● Requirement
Search the listing below for the word "impl" and copy each line where it appears.

-*-

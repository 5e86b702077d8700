//! Client configuration
//!
//! Loaded from a TOML file. Every section is optional; a missing section
//! takes its defaults so an empty file is a valid configuration.

use crate::discovery::{DiscoveredService, ServiceType};
use crate::manager::ClientSettings;
use crate::transport::mqtt::parse_broker_url;
use rumqttc::v5::mqttbytes::QoS;
use serde::{Deserialize, Serialize};
use std::path::{Path, PathBuf};
use std::time::Duration;
use thiserror::Error;

/// Shortest keep-alive accepted; brokers treat smaller values as abusive
pub const MIN_KEEP_ALIVE_SECS: u64 = 5;

#[derive(Debug, Clone, Default, Serialize, Deserialize, PartialEq)]
pub struct ClientConfig {
    #[serde(default)]
    pub device: DeviceSection,
    #[serde(default)]
    pub mqtt: MqttSection,
    #[serde(default)]
    pub credentials: CredentialsSection,
    /// Statically known services, used before discovery has resolved any
    #[serde(default)]
    pub services: Vec<ServiceSeed>,
}

#[derive(Debug, Clone, Serialize, Deserialize, PartialEq)]
pub struct DeviceSection {
    /// Fixed device id; takes precedence over the identity file
    pub id: Option<String>,
    /// Where the generated id is kept
    #[serde(default = "default_identity_file")]
    pub identity_file: PathBuf,
}

impl Default for DeviceSection {
    fn default() -> Self {
        Self {
            id: None,
            identity_file: default_identity_file(),
        }
    }
}

fn default_identity_file() -> PathBuf {
    PathBuf::from(".picontrol/device-id")
}

#[derive(Debug, Clone, Serialize, Deserialize, PartialEq)]
pub struct MqttSection {
    /// `mqtt://host[:port]`; when absent the first discovered broker is used
    pub broker_url: Option<String>,
    #[serde(default = "default_keep_alive")]
    pub keep_alive_secs: u64,
    /// How long the broker keeps the session after disconnect (default 7 days)
    #[serde(default = "default_session_expiry")]
    pub session_expiry_secs: u64,
    #[serde(default = "default_qos")]
    pub subscribe_qos: u8,
    #[serde(default = "default_qos")]
    pub publish_qos: u8,
    /// Bound on connect/subscribe/publish; unbounded when absent
    pub operation_timeout_secs: Option<u64>,
    #[serde(default = "default_io_threads")]
    pub io_threads: usize,
}

impl Default for MqttSection {
    fn default() -> Self {
        Self {
            broker_url: None,
            keep_alive_secs: default_keep_alive(),
            session_expiry_secs: default_session_expiry(),
            subscribe_qos: default_qos(),
            publish_qos: default_qos(),
            operation_timeout_secs: None,
            io_threads: default_io_threads(),
        }
    }
}

fn default_keep_alive() -> u64 {
    60
}

fn default_session_expiry() -> u64 {
    7 * 24 * 60 * 60
}

fn default_qos() -> u8 {
    2
}

fn default_io_threads() -> usize {
    2
}

impl MqttSection {
    pub fn validate(&self) -> Result<(), ConfigError> {
        if self.keep_alive_secs < MIN_KEEP_ALIVE_SECS {
            return Err(ConfigError::InvalidConfig(format!(
                "keep_alive_secs must be at least {MIN_KEEP_ALIVE_SECS}"
            )));
        }
        qos_from_level(self.subscribe_qos)?;
        qos_from_level(self.publish_qos)?;
        if self.operation_timeout_secs == Some(0) {
            return Err(ConfigError::InvalidConfig(
                "operation_timeout_secs must be positive".to_string(),
            ));
        }
        if self.io_threads == 0 {
            return Err(ConfigError::InvalidConfig(
                "io_threads must be at least 1".to_string(),
            ));
        }
        if let Some(url) = &self.broker_url {
            parse_broker_url(url)
                .map_err(|_| ConfigError::InvalidBrokerUrl(url.clone()))?;
        }
        Ok(())
    }

    /// Broker host and port, if a URL is configured
    pub fn broker_address(&self) -> Result<Option<(String, u16)>, ConfigError> {
        self.broker_url
            .as_deref()
            .map(|url| parse_broker_url(url).map_err(|_| ConfigError::InvalidBrokerUrl(url.into())))
            .transpose()
    }

    /// Runtime settings for a client identified by `client_id`
    pub fn client_settings(&self, client_id: &str) -> Result<ClientSettings, ConfigError> {
        let mut settings = ClientSettings::new(client_id);
        settings.keep_alive = Duration::from_secs(self.keep_alive_secs);
        settings.session_expiry = Duration::from_secs(self.session_expiry_secs);
        settings.subscribe_qos = qos_from_level(self.subscribe_qos)?;
        settings.publish_qos = qos_from_level(self.publish_qos)?;
        settings.operation_timeout = self.operation_timeout_secs.map(Duration::from_secs);
        settings.io_threads = self.io_threads;
        Ok(settings)
    }
}

#[derive(Debug, Clone, Serialize, Deserialize, PartialEq)]
pub struct CredentialsSection {
    #[serde(default = "default_store_path")]
    pub store_path: PathBuf,
    /// PiControl service whose broker login is used
    pub service_url: Option<String>,
}

impl Default for CredentialsSection {
    fn default() -> Self {
        Self {
            store_path: default_store_path(),
            service_url: None,
        }
    }
}

fn default_store_path() -> PathBuf {
    PathBuf::from(".picontrol/credentials.json")
}

#[derive(Debug, Clone, Serialize, Deserialize, PartialEq)]
pub struct ServiceSeed {
    pub name: String,
    pub hostname: String,
    pub port: u16,
    /// `_pictrl._tcp.` or `_mqtt._tcp.`
    #[serde(rename = "type")]
    pub service_type: String,
}

impl ServiceSeed {
    pub fn to_service(&self) -> Result<DiscoveredService, ConfigError> {
        let service_type = ServiceType::parse(&self.service_type).ok_or_else(|| {
            ConfigError::InvalidConfig(format!(
                "Unknown service type '{}' for {}",
                self.service_type, self.hostname
            ))
        })?;
        Ok(DiscoveredService {
            name: self.name.clone(),
            hostname: self.hostname.clone(),
            port: self.port,
            service_type,
        })
    }
}

#[derive(Debug, Error)]
pub enum ConfigError {
    #[error("Failed to read config file: {0}")]
    FileRead(#[from] std::io::Error),
    #[error("Failed to parse TOML: {0}")]
    TomlParse(#[from] toml::de::Error),
    #[error("Invalid device ID: {0}")]
    InvalidDeviceId(String),
    #[error("Invalid broker URL: {0}")]
    InvalidBrokerUrl(String),
    #[error("Invalid configuration: {0}")]
    InvalidConfig(String),
}

impl ClientConfig {
    pub fn load_from_file(path: &Path) -> Result<Self, ConfigError> {
        let content = std::fs::read_to_string(path)?;
        Self::from_toml(&content)
    }

    pub fn from_toml(content: &str) -> Result<Self, ConfigError> {
        let config: ClientConfig = toml::from_str(content)?;
        config.validate()?;
        Ok(config)
    }

    pub fn validate(&self) -> Result<(), ConfigError> {
        if let Some(id) = &self.device.id {
            crate::protocol::topics::validate_device_id(id)
                .map_err(|e| ConfigError::InvalidDeviceId(format!("'{id}': {e}")))?;
        }
        self.mqtt.validate()?;
        for seed in &self.services {
            seed.to_service()?;
        }
        Ok(())
    }

    pub fn seeded_services(&self) -> Result<Vec<DiscoveredService>, ConfigError> {
        self.services.iter().map(ServiceSeed::to_service).collect()
    }

    #[cfg(test)]
    pub fn test_config() -> Self {
        let toml_content = r#"
[device]
id = "ABC"

[mqtt]
broker_url = "mqtt://localhost:1883"
"#;
        Self::from_toml(toml_content).expect("Test config should parse")
    }
}

/// MQTT QoS for a numeric level 0..=2
pub fn qos_from_level(level: u8) -> Result<QoS, ConfigError> {
    match level {
        0 => Ok(QoS::AtMostOnce),
        1 => Ok(QoS::AtLeastOnce),
        2 => Ok(QoS::ExactlyOnce),
        other => Err(ConfigError::InvalidConfig(format!(
            "QoS level {other} is not one of 0, 1, 2"
        ))),
    }
}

-*-

● Task answer
impl Default for DeviceSection {
impl Default for MqttSection {
impl MqttSection {
impl Default for CredentialsSection {
impl ServiceSeed {
impl ClientConfig {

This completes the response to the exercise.